[Opening Available records section]

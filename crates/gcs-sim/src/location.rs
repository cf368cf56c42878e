//! Best-effort current-position lookup used to pick the mission home

use crate::error::LocationError;

use async_trait::async_trait;
use gcs_core::GeoPoint;
use std::time::Duration;
use tracing::debug;

/// Source of the operator's real-world position
#[cfg_attr(test, mockall::automock)]
#[async_trait]
pub trait LocationProvider: Send + Sync {
    /// Exactly two outcomes: a coordinate pair, or a failure
    async fn current_position(&self) -> Result<GeoPoint, LocationError>;
}

/// Always reports the same coordinate
#[derive(Debug, Clone, Copy)]
pub struct FixedLocation(pub GeoPoint);

#[async_trait]
impl LocationProvider for FixedLocation {
    async fn current_position(&self) -> Result<GeoPoint, LocationError> {
        Ok(self.0)
    }
}

/// Provider for hosts without any positioning source
#[derive(Debug, Clone, Default)]
pub struct NoLocation;

#[async_trait]
impl LocationProvider for NoLocation {
    async fn current_position(&self) -> Result<GeoPoint, LocationError> {
        Err(LocationError::unavailable("no positioning source configured"))
    }
}

/// Query `provider`, bounded by `timeout`, rejecting out-of-range fixes
pub async fn resolve_home(
    provider: &dyn LocationProvider,
    timeout: Duration,
) -> Result<GeoPoint, LocationError> {
    let point = tokio::time::timeout(timeout, provider.current_position())
        .await
        .map_err(|_| LocationError::Timeout)??;

    if !point.is_valid() {
        return Err(LocationError::unavailable(format!(
            "provider returned invalid coordinate ({}, {})",
            point.latitude, point.longitude
        )));
    }

    debug!("Resolved home position {:?}", point);
    Ok(point)
}
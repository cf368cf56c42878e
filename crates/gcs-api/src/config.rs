//! API server configuration

use gcs_core::{CoreError, GeoPoint};
use gcs_sim::{FixedLocation, LocationProvider, NoLocation, SimConfig};

use config::{Config, ConfigBuilder, ConfigError, Environment, File};
use config::builder::DefaultState;
use serde::Deserialize;
use std::sync::Arc;

/// API server configuration
#[derive(Debug, Clone, Deserialize)]
#[serde(default)]
pub struct ApiConfig {
    /// REST API port
    pub api_port: u16,
    /// WebSocket port
    pub ws_port: u16,
    /// Enable CORS for all origins (development)
    pub cors_permissive: bool,
    /// Location label stored on mission records
    pub location_label: String,
    /// Operator position reported to the engine at mission start
    pub home_latitude: Option<f64>,
    pub home_longitude: Option<f64>,
    /// Simulation engine settings
    pub sim: SimConfig,
}

impl Default for ApiConfig {
    fn default() -> Self {
        Self {
            api_port: 3000,
            ws_port: 9090,
            cors_permissive: true,
            location_label: "Sector 7G".to_string(),
            home_latitude: None,
            home_longitude: None,
            sim: SimConfig::default(),
        }
    }
}

impl ApiConfig {
    /// Load from `.env`, an optional `gcs.toml`, then `GCS_*` variables
    pub fn load() -> Result<Self, ConfigError> {
        dotenvy::dotenv().ok();

        let builder = Config::builder()
            .add_source(File::with_name("gcs").required(false))
            .add_source(
                Environment::with_prefix("GCS")
                    .prefix_separator("_")
                    .separator("__")
                    .try_parsing(true),
            );

        Self::from_builder(builder)
    }

    fn from_builder(builder: ConfigBuilder<DefaultState>) -> Result<Self, ConfigError> {
        let config: Self = builder.build()?.try_deserialize()?;
        config
            .sim
            .validate()
            .map_err(|e| ConfigError::Foreign(Box::new(CoreError::configuration(e.to_string()))))?;
        if let Some(home) = config.home_position() {
            if !home.is_valid() {
                let err = CoreError::invalid_position(home.latitude, home.longitude);
                return Err(ConfigError::Foreign(Box::new(err)));
            }
        }
        Ok(config)
    }

    /// Configured operator position, if both coordinates are set
    pub fn home_position(&self) -> Option<GeoPoint> {
        match (self.home_latitude, self.home_longitude) {
            (Some(lat), Some(lon)) => Some(GeoPoint::new(lat, lon)),
            _ => None,
        }
    }

    /// Location source handed to the engine
    pub fn location_provider(&self) -> Arc<dyn LocationProvider> {
        match self.home_position() {
            Some(home) => Arc::new(FixedLocation(home)),
            None => Arc::new(NoLocation),
        }
    }
}
//! # GCS API Server
//!
//! Main entry point for the drone ground-control station backend.
//! Hosts the telemetry simulation engine behind a REST API, streams its
//! events over WebSocket and records flown missions.

mod config;
mod error;
mod handlers;
mod history;
mod routes;
mod state;

use crate::config::ApiConfig;
use crate::routes::create_router;
use crate::state::AppState;

use std::net::SocketAddr;
use tokio::signal;
use tracing::{error, info, warn};
use tracing_subscriber::{EnvFilter, fmt, prelude::*};

#[tokio::main]
async fn main() -> anyhow::Result<()> {
    init_logging();

    info!("Starting GCS telemetry server v{}", env!("CARGO_PKG_VERSION"));

    let config = ApiConfig::load()?;
    info!("Configuration loaded");
    info!("   API Port: {}", config.api_port);
    info!("   WebSocket Port: {}", config.ws_port);
    info!("   Location label: {}", config.location_label);
    match config.home_position() {
        Some(home) => info!("   Operator position: ({}, {})", home.latitude, home.longitude),
        None => info!("   Operator position: not configured, missions use the fallback home"),
    }

    let state = AppState::new(config.clone())?;
    info!("Application state initialized");

    let forwarder = state.spawn_event_forwarder();

    let app = create_router(state.clone());
    info!("Routes configured");

    // WebSocket server in background
    let ws_hub = state.ws_hub.clone();
    let ws_port = config.ws_port;
    tokio::spawn(async move {
        if let Err(e) = gcs_websocket::start_server(ws_hub, ws_port).await {
            error!("WebSocket server error: {}", e);
        }
    });

    let addr = SocketAddr::from(([0, 0, 0, 0], config.api_port));
    info!("API server listening on http://{}", addr);
    info!("WebSocket server on ws://0.0.0.0:{}", config.ws_port);
    info!("Metrics available at http://{}/metrics", addr);

    let listener = tokio::net::TcpListener::bind(addr).await?;
    axum::serve(listener, app.into_make_service())
        .with_graceful_shutdown(shutdown_signal())
        .await?;

    if let Some(summary) = state.driver.end_mission() {
        warn!(
            "Mission still active at shutdown; discarded after {}",
            summary.flight_time
        );
    }
    forwarder.abort();

    info!("Server shutdown complete");
    Ok(())
}

/// Initialize logging with tracing
fn init_logging() {
    let filter = EnvFilter::try_from_default_env()
        .unwrap_or_else(|_| EnvFilter::new("info,gcs_api=debug,gcs_sim=debug"));

    tracing_subscriber::registry()
        .with(fmt::layer().with_target(true).with_thread_ids(true))
        .with(filter)
        .init();
}

/// Graceful shutdown handler
async fn shutdown_signal() {
    let ctrl_c = async {
        if let Err(e) = signal::ctrl_c().await {
            error!("Failed to install Ctrl+C handler: {}", e);
            std::future::pending::<()>().await;
        }
    };

    #[cfg(unix)]
    let terminate = async {
        match signal::unix::signal(signal::unix::SignalKind::terminate()) {
            Ok(mut sig) => {
                sig.recv().await;
            }
            Err(e) => {
                error!("Failed to install signal handler: {}", e);
                std::future::pending::<()>().await;
            }
        }
    };

    #[cfg(not(unix))]
    let terminate = std::future::pending::<()>();

    tokio::select! {
        _ = ctrl_c => {
            info!("Received Ctrl+C, shutting down...");
        }
        _ = terminate => {
            info!("Received terminate signal, shutting down...");
        }
    }
}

[Closing Available records section]

**Task directions:**
The entries above must be retyped exactly, down to the last character.

**Finished task:**
filename crates/gcs-sim/src/location.rs
repository cf368cf56c42878e
//! Best-effort current-position lookup used to pick the mission home

use crate::error::LocationError;

use async_trait::async_trait;
use gcs_core::GeoPoint;
use std::time::Duration;
use tracing::debug;

/// Source of the operator's real-world position
#[cfg_attr(test, mockall::automock)]
#[async_trait]
pub trait LocationProvider: Send + Sync {
    /// Exactly two outcomes: a coordinate pair, or a failure
    async fn current_position(&self) -> Result<GeoPoint, LocationError>;
}

/// Always reports the same coordinate
#[derive(Debug, Clone, Copy)]
pub struct FixedLocation(pub GeoPoint);

#[async_trait]
impl LocationProvider for FixedLocation {
    async fn current_position(&self) -> Result<GeoPoint, LocationError> {
        Ok(self.0)
    }
}

/// Provider for hosts without any positioning source
#[derive(Debug, Clone, Default)]
pub struct NoLocation;

#[async_trait]
impl LocationProvider for NoLocation {
    async fn current_position(&self) -> Result<GeoPoint, LocationError> {
        Err(LocationError::unavailable("no positioning source configured"))
    }
}

/// Query `provider`, bounded by `timeout`, rejecting out-of-range fixes
pub async fn resolve_home(
    provider: &dyn LocationProvider,
    timeout: Duration,
) -> Result<GeoPoint, LocationError> {
    let point = tokio::time::timeout(timeout, provider.current_position())
        .await
        .map_err(|_| LocationError::Timeout)??;

    if !point.is_valid() {
        return Err(LocationError::unavailable(format!(
            "provider returned invalid coordinate ({}, {})",
            point.latitude, point.longitude
        )));
    }

    debug!("Resolved home position {:?}", point);
    Ok(point)
}
repository cf368cf56c42878e
filename crates/gcs-api/src/config.rs
//! API server configuration

use gcs_core::{CoreError, GeoPoint};
use gcs_sim::{FixedLocation, LocationProvider, NoLocation, SimConfig};

use config::{Config, ConfigBuilder, ConfigError, Environment, File};
use config::builder::DefaultState;
use serde::Deserialize;
use std::sync::Arc;

/// API server configuration
#[derive(Debug, Clone, Deserialize)]
#[serde(default)]
pub struct ApiConfig {
    /// REST API port
    pub api_port: u16,
    /// WebSocket port
    pub ws_port: u16,
    /// Enable CORS for all origins (development)
    pub cors_permissive: bool,
    /// Location label stored on mission records
    pub location_label: String,
    /// Operator position reported to the engine at mission start
    pub home_latitude: Option<f64>,
    pub home_longitude: Option<f64>,
    /// Simulation engine settings
    pub sim: SimConfig,
}

impl Default for ApiConfig {
    fn default() -> Self {
        Self {
            api_port: 3000,
            ws_port: 9090,
            cors_permissive: true,
            location_label: "Sector 7G".to_string(),
            home_latitude: None,
            home_longitude: None,
            sim: SimConfig::default(),
        }
    }
}

impl ApiConfig {
    /// Load from `.env`, an optional `gcs.toml`, then `GCS_*` variables
    pub fn load() -> Result<Self, ConfigError> {
        dotenvy::dotenv().ok();

        let builder = Config::builder()
            .add_source(File::with_name("gcs").required(false))
            .add_source(
                Environment::with_prefix("GCS")
                    .prefix_separator("_")
                    .separator("__")
                    .try_parsing(true),
            );

        Self::from_builder(builder)
    }

    fn from_builder(builder: ConfigBuilder<DefaultState>) -> Result<Self, ConfigError> {
        let config: Self = builder.build()?.try_deserialize()?;
        config
            .sim
            .validate()
            .map_err(|e| ConfigError::Foreign(Box::new(CoreError::configuration(e.to_string()))))?;
        if let Some(home) = config.home_position() {
            if !home.is_valid() {
                let err = CoreError::invalid_position(home.latitude, home.longitude);
                return Err(ConfigError::Foreign(Box::new(err)));
            }
        }
        Ok(config)
    }

    /// Configured operator position, if both coordinates are set
    pub fn home_position(&self) -> Option<GeoPoint> {
        match (self.home_latitude, self.home_longitude) {
            (Some(lat), Some(lon)) => Some(GeoPoint::new(lat, lon)),
            _ => None,
        }
    }

    /// Location source handed to the engine
    pub fn location_provider(&self) -> Arc<dyn LocationProvider> {
        match self.home_position() {
            Some(home) => Arc::new(FixedLocation(home)),
            None => Arc::new(NoLocation),
        }
    }
}
//! # GCS API Server
//!
//! Main entry point for the drone ground-control station backend.
//! Hosts the telemetry simulation engine behind a REST API, streams its
//! events over WebSocket and records flown missions.

mod config;
mod error;
mod handlers;
mod history;
mod routes;
mod state;

use crate::config::ApiConfig;
use crate::routes::create_router;
use crate::state::AppState;

use std::net::SocketAddr;
use tokio::signal;
use tracing::{error, info, warn};
use tracing_subscriber::{EnvFilter, fmt, prelude::*};

#[tokio::main]
async fn main() -> anyhow::Result<()> {
    init_logging();

    info!("Starting GCS telemetry server v{}", env!("CARGO_PKG_VERSION"));

    let config = ApiConfig::load()?;
    info!("Configuration loaded");
    info!("   API Port: {}", config.api_port);
    info!("   WebSocket Port: {}", config.ws_port);
    info!("   Location label: {}", config.location_label);
    match config.home_position() {
        Some(home) => info!("   Operator position: ({}, {})", home.latitude, home.longitude),
        None => info!("   Operator position: not configured, missions use the fallback home"),
    }

    let state = AppState::new(config.clone())?;
    info!("Application state initialized");

    let forwarder = state.spawn_event_forwarder();

    let app = create_router(state.clone());
    info!("Routes configured");

    // WebSocket server in background
    let ws_hub = state.ws_hub.clone();
    let ws_port = config.ws_port;
    tokio::spawn(async move {
        if let Err(e) = gcs_websocket::start_server(ws_hub, ws_port).await {
            error!("WebSocket server error: {}", e);
        }
    });

    let addr = SocketAddr::from(([0, 0, 0, 0], config.api_port));
    info!("API server listening on http://{}", addr);
    info!("WebSocket server on ws://0.0.0.0:{}", config.ws_port);
    info!("Metrics available at http://{}/metrics", addr);

    let listener = tokio::net::TcpListener::bind(addr).await?;
    axum::serve(listener, app.into_make_service())
        .with_graceful_shutdown(shutdown_signal())
        .await?;

    if let Some(summary) = state.driver.end_mission() {
        warn!(
            "Mission still active at shutdown; discarded after {}",
            summary.flight_time
        );
    }
    forwarder.abort();

    info!("Server shutdown complete");
    Ok(())
}

/// Initialize logging with tracing
fn init_logging() {
    let filter = EnvFilter::try_from_default_env()
        .unwrap_or_else(|_| EnvFilter::new("info,gcs_api=debug,gcs_sim=debug"));

    tracing_subscriber::registry()
        .with(fmt::layer().with_target(true).with_thread_ids(true))
        .with(filter)
        .init();
}

/// Graceful shutdown handler
async fn shutdown_signal() {
    let ctrl_c = async {
        if let Err(e) = signal::ctrl_c().await {
            error!("Failed to install Ctrl+C handler: {}", e);
            std::future::pending::<()>().await;
        }
    };

    #[cfg(unix)]
    let terminate = async {
        match signal::unix::signal(signal::unix::SignalKind::terminate()) {
            Ok(mut sig) => {
                sig.recv().await;
            }
            Err(e) => {
                error!("Failed to install signal handler: {}", e);
                std::future::pending::<()>().await;
            }
        }
    };

    #[cfg(not(unix))]
    let terminate = std::future::pending::<()>();

    tokio::select! {
        _ = ctrl_c => {
            info!("Received Ctrl+C, shutting down...");
        }
        _ = terminate => {
            info!("Received terminate signal, shutting down...");
        }
    }
}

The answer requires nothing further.